Katara charged, pure instinct spurring her forward. Rolling under their attacks, she closed the gap, thrusting her shoulder into one's belly. Her blade arced, digging into the other's bracers with a satisfying crunch. Snarling, she wrenched the blade free, trailing hot, red blood. Taking it half-sword, she wheeled the pommel into the man's face, knocking loose his helm.
Shifting back to the handle, she swung with all her might, smashing through the mail curtain to end him. "Light the fuzes," cried Katara, twisting out of the deadly path of a fire bolt. The second Imperial, winded by her body check, kept her at bay with what fire he could summon. Ducking under the fire jabs, Katara grabbed her fallen comrade by the parka and dragged him away. Pounding thumps of armored runners neared.
After dropping off the badly injured Tigin, Katara rushed to their ingress point, only to find the torches and shouting voices of Fire Nation soldiers, coming down the tunnel.
Trapped.
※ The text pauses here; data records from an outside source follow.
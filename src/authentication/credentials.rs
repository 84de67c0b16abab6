/* This Source Code Form is subject to the terms of the Mozilla Public
 * License, v. 2.0. If a copy of the MPL was not distributed with this
 * file, You can obtain one at http://mozilla.org/MPL/2.0/. */

use std::fmt;

use base64::prelude::*;

/// The credentials to use when authenticating against a server.
#[derive(Clone, PartialEq, Eq)]
pub enum Credentials {
    /// The username and password to use for Basic authentication.
    Basic { username: String, password: String },

    /// The account to use for NTLMv2 challenge-response authentication.
    ///
    /// `domain` is empty when the user logs in with a user principal name
    /// (e.g. `user@example.com`).
    Ntlm {
        domain: String,
        username: String,
        password: String,
    },
}

impl Credentials {
    /// Creates NTLM credentials from a login in either the down-level
    /// (`DOMAIN\user`) or the user principal name (`user@example.com`) form.
    pub fn ntlm(login: &str, password: &str) -> Self {
        let (domain, username) = match login.split_once('\\') {
            Some((domain, username)) => (domain.to_owned(), username.to_owned()),
            None => (String::new(), login.to_owned()),
        };

        Self::Ntlm {
            domain,
            username,
            password: password.to_owned(),
        }
    }

    pub fn basic(username: &str, password: &str) -> Self {
        Self::Basic {
            username: username.to_owned(),
            password: password.to_owned(),
        }
    }

    /// The login used to authenticate, as it would be typed by the user.
    pub fn login(&self) -> String {
        match self {
            Self::Basic { username, .. } => username.clone(),
            Self::Ntlm {
                domain, username, ..
            } if !domain.is_empty() => format!("{domain}\\{username}"),
            Self::Ntlm { username, .. } => username.clone(),
        }
    }

    /// Formats Basic credentials to be used as the value of an HTTP
    /// Authorization header.
    ///
    /// Returns `None` for credentials negotiated through a handshake.
    pub fn basic_auth_header_value(&self) -> Option<String> {
        match self {
            Self::Basic { username, password } => {
                // Format credentials per the "Basic" authentication scheme. See
                // https://datatracker.ietf.org/doc/html/rfc7617 for details.
                let auth_string = BASE64_STANDARD.encode(format!("{username}:{password}"));

                Some(format!("Basic {auth_string}"))
            }
            Self::Ntlm { .. } => None,
        }
    }
}

impl fmt::Debug for Credentials {
    fn fmt(&self, f: &mut fmt::Formatter<'_>) -> fmt::Result {
        match self {
            Self::Basic { username, .. } => f
                .debug_struct("Basic")
                .field("username", username)
                .field("password", &"<redacted>")
                .finish(),
            Self::Ntlm {
                domain, username, ..
            } => f
                .debug_struct("Ntlm")
                .field("domain", domain)
                .field("username", username)
                .field("password", &"<redacted>")
                .finish(),
        }
    }
}

#[cfg(test)]
mod tests {
    use super::Credentials;

    #[test]
    fn ntlm_login_with_domain() {
        let credentials = Credentials::ntlm("CORP\\jdoe", "hunter2");

        assert_eq!(
            credentials,
            Credentials::Ntlm {
                domain: "CORP".to_string(),
                username: "jdoe".to_string(),
                password: "hunter2".to_string(),
            }
        );
        assert_eq!(credentials.login(), "CORP\\jdoe");
    }

    #[test]
    fn ntlm_login_with_user_principal_name() {
        let credentials = Credentials::ntlm("jdoe@example.com", "hunter2");

        let Credentials::Ntlm {
            domain, username, ..
        } = &credentials
        else {
            panic!("credentials should be NTLM, got {credentials:?}");
        };
        assert!(domain.is_empty(), "domain should be empty for a UPN");
        assert_eq!(username, "jdoe@example.com");
    }

    #[test]
    fn basic_header_value() {
        let credentials = Credentials::basic("Aladdin", "open sesame");

        assert_eq!(
            credentials.basic_auth_header_value().as_deref(),
            Some("Basic QWxhZGRpbjpvcGVuIHNlc2FtZQ==")
        );
        assert_eq!(Credentials::ntlm("a", "b").basic_auth_header_value(), None);
    }

    #[test]
    fn debug_output_redacts_password() {
        let output = format!("{:?}", Credentials::ntlm("CORP\\jdoe", "hunter2"));

        assert!(output.contains("jdoe"));
        assert!(!output.contains("hunter2"), "password leaked: {output}");
    }
}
She returned to find her comrades already skirmishing with the advance elements of the enemy. Ornlu spied her out of the corner of her eye once he'd finished tacking a soldier to the ice with a spear. "Is there no way out?" he shouted.
"We'll have to fight our way out. Light the fuzes."
"Gods above, we're going to die," said Dené.
"Quit your yapping," said Ornlu.
At the edge of despair, still they fought on. Yenisey sang the song of his ancestors, even as the wounds piled up. The enemy's resolve faltered, and soon a no man's land of two paces formed between the Fire Nation and Water Tribe soldiers. In that lull, Katara reached up to clasp her mother's necklace only to find the bare skin of her neck. One last gift, my love, she said to herself.
"So there was no hope after all," said Yutu, gripping his bloodied war club tighter.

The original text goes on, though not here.